We define a simple greta model:

library(greta)

int <- normal(0, 10)
coef <- normal(0, 10)
sd <- cauchy(0, 3, truncation = c(0, Inf))

mu <- int + coef * attitude$complaints

distribution(attitude$rating) <- normal(mu, sd)

m <- model(int, coef, sd)

We can then simulate from the model as is:

devtools::install_github("Voltemand/rgreta")
library(rgreta) 
simulations <- simulate(m)
head(simulations) 

or we can specify model parameters

simulations <- simulate(m, list(int = 1, coef = 1, sd = 1)
head(simulations) 

This package is very much in the essential feature adding/bug crushing stage so I’d love to hear about any bugs or ideas.
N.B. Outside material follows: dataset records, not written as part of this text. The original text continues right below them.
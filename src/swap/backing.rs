//! Byte-movement strategies between the backing file and RAM.

use std::fs::File;
use std::io::{self, Read, Seek, SeekFrom, Write};

use memmap2::{MmapMut, MmapOptions};

use super::platform;

/// How a device moves region bytes between disk and memory.
///
/// Chosen once at construction; callers and tests drive either path
/// through the same device interface.
#[derive(Debug, Clone, Copy, PartialEq, Eq)]
pub enum BackingKind {
    /// Page-aligned private copy-on-write windows over the file.
    Mapped,
    /// Heap buffers filled and flushed with explicit reads and writes.
    Buffered,
}

impl Default for BackingKind {
    fn default() -> Self {
        if cfg!(any(unix, windows)) {
            BackingKind::Mapped
        } else {
            BackingKind::Buffered
        }
    }
}

/// Live backing state for one outstanding buffer.
#[derive(Debug)]
pub(crate) enum Backing {
    /// Mapping over the aligned window; the caller's bytes start at
    /// `pad`, the alignment remainder of the logical offset.
    Mapped { map: MmapMut, pad: usize },
    /// Heap copy of the logical range.
    Buffered { data: Vec<u8> },
}

impl Backing {
    pub(crate) fn bytes(&self, size: usize) -> &[u8] {
        match self {
            Backing::Mapped { map, pad } => &map[*pad..*pad + size],
            Backing::Buffered { data } => &data[..size],
        }
    }

    pub(crate) fn bytes_mut(&mut self, size: usize) -> &mut [u8] {
        match self {
            Backing::Mapped { map, pad } => &mut map[*pad..*pad + size],
            Backing::Buffered { data } => &mut data[..size],
        }
    }
}

/// Map the page-aligned window covering `[offset, offset + len)` as a
/// private copy-on-write region. Returns the mapping and the remainder
/// at which the logical range starts inside it.
pub(crate) fn map_window(file: &File, offset: u64, len: usize) -> io::Result<(MmapMut, usize)> {
    let page = platform::page_size() as u64;
    let aligned = (offset / page) * page;
    let pad = (offset - aligned) as usize;
    // SAFETY: the mapping is private copy-on-write, so writes land in
    // anonymous pages and reach the file only through an explicit
    // write-back; no alias of the file can observe them early.
    let map = unsafe {
        MmapOptions::new()
            .offset(aligned)
            .len(len + pad)
            .map_copy(file)?
    };
    Ok((map, pad))
}

/// Fill `buf` from the file at `offset`. A short read is an error.
pub(crate) fn read_into(file: &mut File, offset: u64, buf: &mut [u8]) -> io::Result<()> {
    file.seek(SeekFrom::Start(offset))?;
    file.read_exact(buf)
}

/// Write `buf` to the file at `offset`. A short write is an error.
pub(crate) fn write_back(file: &mut File, offset: u64, buf: &[u8]) -> io::Result<()> {
    file.seek(SeekFrom::Start(offset))?;
    file.write_all(buf)
}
The major limitation of the package at the moment is that it only supports sampling from Normal and Cauchy distributions and running addition and multiplication operations. If there is interest in the package however it should be very easy to add more.

All the best,
Jeffrey


#2

I think it might help if you elaborate on the use cases that rgreta is designed to help with. At the moment, it seems the simulate command is equivalent to something like:

m <- model(int, coef, sd)
draws = mcmc(m)
draws %>% as.matrix() %>% dplyr::as_tibble() %>%
  mutate(simulate = int + coef * attitude$complaints)

I am guessing the goal is to allow for easier prior predictive and posterior predictive checks (which would be great), but it would be helpful to hear a little more about the motivation of the package.


#3

Awesome!

This is functionality I was planning to add to greta. Having i.i.d. random sampling from distributions will be super-useful for doing posterior predictive checks, simulating from priors for sanity checking, and also for generating sensible starting values. It great that you’ve already made such an impressive start!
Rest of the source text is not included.